At least as far as the SlateBook is concerned, we’re very much wondering if HP isn’t manufacturing the tab/laptop at a loss. Then again, with the company’s first attempt at garnering attention in the Android décor, the Slate 7, failing with flying colors, a gamble was to be expected.

Set to go on sale sometime in August, the SlateBook x2 will cost a mere $479.99 with the keyboard dock included. That’s about as much as a high-end-ish slate used to go for a year or so ago without any kind of transforming accessories to go, but the even more amazing thing about the SlateBook is it’s not high-end-ish.
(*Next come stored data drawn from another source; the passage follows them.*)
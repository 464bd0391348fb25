//! # Relation Resolver
//!
//! Attaches included relations to records that were already fetched, with
//! one query per relation edge per nesting level.
//!
//! ## Batched Resolution
//! ```text
//! ┌─────────────────────────────────────────────────────────────────────────┐
//! │              sales.find_many({ include: { items: true } })              │
//! │                                                                         │
//! │  SELECT * FROM sales                      → s1, s2, s3   (1 query)     │
//! │       │                                                                 │
//! │       │ distinct parent keys: [s1, s2, s3]                              │
//! │       ▼                                                                 │
//! │  SELECT * FROM sale_items                                               │
//! │    WHERE sale_id IN (?, ?, ?)             → i1, i2, i3   (1 query)     │
//! │       │                                                                 │
//! │       │ group by sale_id                                                │
//! │       ▼                                                                 │
//! │  s1.items = [i1, i2]   s2.items = [i3]   s3.items = []                 │
//! │                                                                         │
//! │  N parents never means N queries: the cost is one query per edge       │
//! │  per level of the include tree.                                        │
//! └─────────────────────────────────────────────────────────────────────────┘
//! ```
//!
//! Nested includes are resolved against the whole related batch before it
//! is split between parents. Relation-scoped `where` and `orderBy` go into
//! the batched query; `skip`/`take` apply to each parent's group.

use std::collections::{HashMap, HashSet};

use async_recursion::async_recursion;
use indexmap::IndexMap;
use tracing::{debug, warn};

use till_core::{Include, KeyValue, Record, Relation, RelationKind, RelationQuery, Value};

use crate::error::DbResult;
use crate::model::TableModel;

/// Resolves every relation in `include` onto `records`, in place.
///
/// Relation names missing from the registry are skipped with a warning.
#[async_recursion]
pub(crate) async fn resolve(model: &TableModel, records: &mut [Record], include: &Include) -> DbResult<()> {
    for (field, scope) in include.iter() {
        let Some(relation) = model.schema().relation(model.table(), field) else {
            warn!(table = model.table(), relation = field, "Skipping unknown relation");
            continue;
        };

        match relation.kind {
            RelationKind::OneToMany => one_to_many(model, records, field, relation, scope).await?,
            RelationKind::ManyToOne => many_to_one(model, records, field, relation, scope).await?,
        }
    }
    Ok(())
}

/// Distinct non-null values of `field`, in first-seen order.
fn distinct_keys(records: &[Record], field: &str) -> Vec<Value> {
    let mut seen = HashSet::new();
    records
        .iter()
        .filter_map(|record| record.get(field))
        .filter(|value| value.key().is_some_and(|key| seen.insert(key)))
        .cloned()
        .collect()
}

fn key_of(record: &Record, field: &str) -> Option<KeyValue> {
    record.get(field).and_then(Value::key)
}

async fn one_to_many(
    model: &TableModel,
    records: &mut [Record],
    field: &str,
    relation: &Relation,
    scope: &RelationQuery,
) -> DbResult<()> {
    let keys = distinct_keys(records, relation.parent_key());
    if keys.is_empty() {
        for record in records.iter_mut() {
            record.insert(field, Value::Array(Vec::new()));
        }
        return Ok(());
    }

    let target = model.related(&relation.target_table);
    let parent_count = keys.len();
    let rows = target.find_in(relation.target_key(), keys, scope).await?;
    debug!(
        table = model.table(),
        relation = field,
        parents = parent_count,
        fetched = rows.len(),
        "Resolved one-to-many relation"
    );

    let mut groups: IndexMap<KeyValue, Vec<Record>> = IndexMap::new();
    for row in rows {
        if let Some(key) = key_of(&row, relation.target_key()) {
            groups.entry(key).or_default().push(row);
        }
    }

    for record in records.iter_mut() {
        let group = key_of(record, relation.parent_key())
            .and_then(|key| groups.get(&key))
            .cloned()
            .unwrap_or_default();

        let mut group = scope.page.slice(group);
        if let Some(select) = &scope.select {
            select.apply_all(&mut group);
        }
        record.insert(field, Value::Array(group.into_iter().map(Value::Object).collect()));
    }

    Ok(())
}

async fn many_to_one(
    model: &TableModel,
    records: &mut [Record],
    field: &str,
    relation: &Relation,
    scope: &RelationQuery,
) -> DbResult<()> {
    let keys = distinct_keys(records, relation.parent_key());
    if keys.is_empty() {
        for record in records.iter_mut() {
            record.insert(field, Value::Null);
        }
        return Ok(());
    }

    let target = model.related(&relation.target_table);
    let parent_count = keys.len();
    let rows = target.find_in(relation.target_key(), keys, scope).await?;
    debug!(
        table = model.table(),
        relation = field,
        parents = parent_count,
        fetched = rows.len(),
        "Resolved many-to-one relation"
    );

    let mut lookup: HashMap<KeyValue, Record> = HashMap::with_capacity(rows.len());
    for row in rows {
        if let Some(key) = key_of(&row, relation.target_key()) {
            lookup.entry(key).or_insert(row);
        }
    }

    for record in records.iter_mut() {
        let attached = match key_of(record, relation.parent_key()).and_then(|key| lookup.get(&key)) {
            Some(row) => {
                let mut row = row.clone();
                if let Some(select) = &scope.select {
                    select.apply(&mut row);
                }
                Value::Object(row)
            }
            None => Value::Null,
        };
        record.insert(field, attached);
    }

    Ok(())
}

// =============================================================================
// Unit Tests
// =============================================================================

#[cfg(test)]
mod tests {
    use crate::testing::{client, seed_sales};
    use crate::{Client, DbConfig, DbError};
    use pretty_assertions::assert_eq;
    use serde_json::json;
    use till_core::{CoreError, FindArgs, Include, RelationQuery, Schema, Value};

    fn ids(value: Option<&Value>) -> Vec<String> {
        value
            .and_then(Value::as_array)
            .unwrap_or_default()
            .iter()
            .filter_map(|item| item.as_object()?.get("id")?.as_str().map(str::to_string))
            .collect()
    }

    #[tokio::test]
    async fn test_one_to_many_is_one_batched_query() {
        let client = client().await;
        seed_sales(&client).await;
        let sales = client.table("sales").unwrap();

        let before = client.statements_executed();
        let rows = sales
            .find_many(
                FindArgs::from_json(&json!({ "include": { "items": true }, "orderBy": { "id": "asc" } }))
                    .unwrap(),
            )
            .await
            .unwrap();

        // One query for the sales, one for all of their items.
        assert_eq!(client.statements_executed() - before, 2);
        assert_eq!(rows.len(), 3);
        assert_eq!(ids(rows[0].get("items")), ["i1", "i2"]);
        assert_eq!(ids(rows[1].get("items")), ["i3"]);
        assert_eq!(ids(rows[2].get("items")), Vec::<String>::new());
    }

    #[tokio::test]
    async fn test_keys_match_across_column_affinity() {
        // INTEGER primary key on one side, TEXT foreign key on the other.
        let schema = Schema::builder()
            .table("registers", ["label"])
            .table("shifts", ["register_id"])
            .one_to_many("registers", "shifts", "shifts", "register_id")
            .many_to_one("shifts", "register", "registers", "register_id")
            .build()
            .unwrap();
        let client = Client::connect(DbConfig::in_memory(), schema).await.unwrap();
        for ddl in [
            "CREATE TABLE registers (id INTEGER PRIMARY KEY, label TEXT)",
            "CREATE TABLE shifts (id TEXT PRIMARY KEY, register_id TEXT)",
            "INSERT INTO registers (id, label) VALUES (1, 'Front'), (2, 'Back')",
            "INSERT INTO shifts (id, register_id) VALUES ('morning', 1), ('evening', '1')",
        ] {
            client.raw_execute(ddl, &[]).await.unwrap();
        }

        let registers = client
            .table("registers")
            .unwrap()
            .find_many(
                FindArgs::from_json(&json!({
                    "include": { "shifts": { "orderBy": { "id": "asc" } } },
                    "orderBy": { "id": "asc" }
                }))
                .unwrap(),
            )
            .await
            .unwrap();
        assert_eq!(registers[0].get("id"), Some(&Value::Integer(1)));
        assert_eq!(ids(registers[0].get("shifts")), ["evening", "morning"]);
        assert_eq!(ids(registers[1].get("shifts")), Vec::<String>::new());

        let shifts = client
            .table("shifts")
            .unwrap()
            .find_many(
                FindArgs::from_json(&json!({
                    "include": { "register": { "select": { "label": true } } },
                    "orderBy": { "id": "asc" }
                }))
                .unwrap(),
            )
            .await
            .unwrap();
        let attached: Vec<_> = shifts.iter().map(|row| row.get("register").cloned()).collect();
        assert_eq!(
            serde_json::to_value(&attached).unwrap(),
            json!([{ "label": "Front" }, { "label": "Front" }])
        );
    }

    #[tokio::test]
    async fn test_many_to_one_attaches_record_or_null() {
        let client = client().await;
        seed_sales(&client).await;
        let sales = client.table("sales").unwrap();

        let rows = sales
            .find_many(
                FindArgs::from_json(&json!({
                    "include": { "customer": { "select": { "name": true } } },
                    "orderBy": { "id": "asc" }
                }))
                .unwrap(),
            )
            .await
            .unwrap();

        let customers: Vec<_> = rows.iter().map(|row| row.get("customer").cloned()).collect();
        assert_eq!(
            serde_json::to_value(&customers).unwrap(),
            json!([{ "name": "Ayesha" }, { "name": "Ayesha" }, null])
        );
    }

    #[tokio::test]
    async fn test_nested_includes_cost_one_query_per_level() {
        let client = client().await;
        seed_sales(&client).await;
        let sales = client.table("sales").unwrap();

        let before = client.statements_executed();
        let sale = sales
            .find_unique(
                FindArgs::from_json(&json!({
                    "where": { "id": "s1" },
                    "include": { "items": { "include": { "product": true } } }
                }))
                .unwrap(),
            )
            .await
            .unwrap()
            .unwrap();

        assert_eq!(client.statements_executed() - before, 3);
        let items = sale.get("items").and_then(Value::as_array).unwrap();
        let names: Vec<_> = items
            .iter()
            .map(|item| {
                item.as_object()
                    .and_then(|item| item.get("product"))
                    .and_then(Value::as_object)
                    .and_then(|product| product.get("name"))
                    .and_then(Value::as_str)
                    .unwrap()
            })
            .collect();
        assert_eq!(names, ["Green Tea", "Biscuits"]);
    }

    #[tokio::test]
    async fn test_relation_scope_is_honoured() {
        let client = client().await;
        seed_sales(&client).await;
        let sales = client.table("sales").unwrap();

        let include = Include::new().scoped(
            "items",
            RelationQuery::from_json(&json!({
                "where": { "qty": { "gte": 1 } },
                "orderBy": { "qty": "desc" },
                "take": 1
            }))
            .unwrap(),
        );
        let sale = sales
            .find_unique(FindArgs::by_id("s1").include(include))
            .await
            .unwrap()
            .unwrap();

        assert_eq!(ids(sale.get("items")), ["i1"]);
    }

    #[tokio::test]
    async fn test_select_narrows_after_attachment() {
        let client = client().await;
        seed_sales(&client).await;
        let sales = client.table("sales").unwrap();

        let sale = sales
            .find_unique(
                FindArgs::from_json(&json!({
                    "where": { "id": "s2" },
                    "include": { "items": true },
                    "select": { "id": true, "items": { "select": { "qty": true } } }
                }))
                .unwrap(),
            )
            .await
            .unwrap()
            .unwrap();

        assert_eq!(
            serde_json::to_value(&sale).unwrap(),
            json!({ "id": "s2", "items": [{ "qty": 5 }] })
        );
    }

    #[tokio::test]
    async fn test_unknown_relations_are_skipped() {
        let client = client().await;
        seed_sales(&client).await;
        let sales = client.table("sales").unwrap();

        let before = client.statements_executed();
        let sale = sales
            .find_unique(FindArgs::by_id("s1").include(Include::new().relation("refunds")))
            .await
            .unwrap()
            .unwrap();

        assert!(!sale.contains_key("refunds"));
        assert_eq!(client.statements_executed() - before, 1);
    }

    #[tokio::test]
    async fn test_no_parent_keys_means_no_query() {
        let client = client().await;
        seed_sales(&client).await;
        let sales = client.table("sales").unwrap();

        let before = client.statements_executed();
        let sale = sales
            .find_unique(FindArgs::by_id("s3").include(Include::new().relation("customer")))
            .await
            .unwrap()
            .unwrap();

        assert_eq!(sale.get("customer"), Some(&Value::Null));
        assert_eq!(client.statements_executed() - before, 1);
    }

    #[tokio::test]
    async fn test_include_depth_is_bounded() {
        let client = client().await;
        let categories = client.table("categories").unwrap();

        let mut include = Include::new();
        for _ in 0..9 {
            include = Include::new().scoped("parent", RelationQuery::new().include(include));
        }

        let before = client.statements_executed();
        let err = categories
            .find_many(FindArgs::new().include(include))
            .await
            .unwrap_err();
        assert!(matches!(err, DbError::Core(CoreError::IncludeTooDeep { max: 8 })));
        assert_eq!(client.statements_executed(), before);
    }
}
It’s actually ready to capture the crown for the most technically impressive Android slate, as it’s going to be powered by Nvidia’s spanking new Tegra 4 platform. The explosive quad-core processor has only flexed its muscles in a few benchmarks so far, but that’s been enough to put Qualcomm’s Snapdragon 600 CPU to shame.

There will also be 2 gigs of RAM to go nicely with the Tegra 4 inside HP’s hybrid, plus Android 4.2.2 Jelly Bean and a pretty impressive 10.2-inch IPS panel with 1,920 x 1,200 pixels resolution. The 16 GB of on-board storage might not sound all that great, but you will be able to expand that via the tab’s microSD slot or through the dock’s full-sized SD slot.

The docking station will also come with an HDMI port and a much needed battery boost, as the actual tab will apparently only be able to run for a modest four hours on a single charge.

HP_Split_x2

Moving on to Windows aficionados, these will likely be a little disappointed with the Split x2. Not only is the thing a tad pricey, at $799.99 with the keyboard dock, but it’s also fairly low-end by certain standards, sporting a meager 13.3-inch display with 1,366 x 768 pix res and packing an Intel Core i3 processor.

Still, there’s a whopping 500 GB of storage, on-board Windows 8, 4 GB of RAM and a far more impressive battery than on the SlateBook, so all in all the Split x2 might be the better machine of the duo, at least when used as a notebook. I think now would be the right time to say HP still has it, right?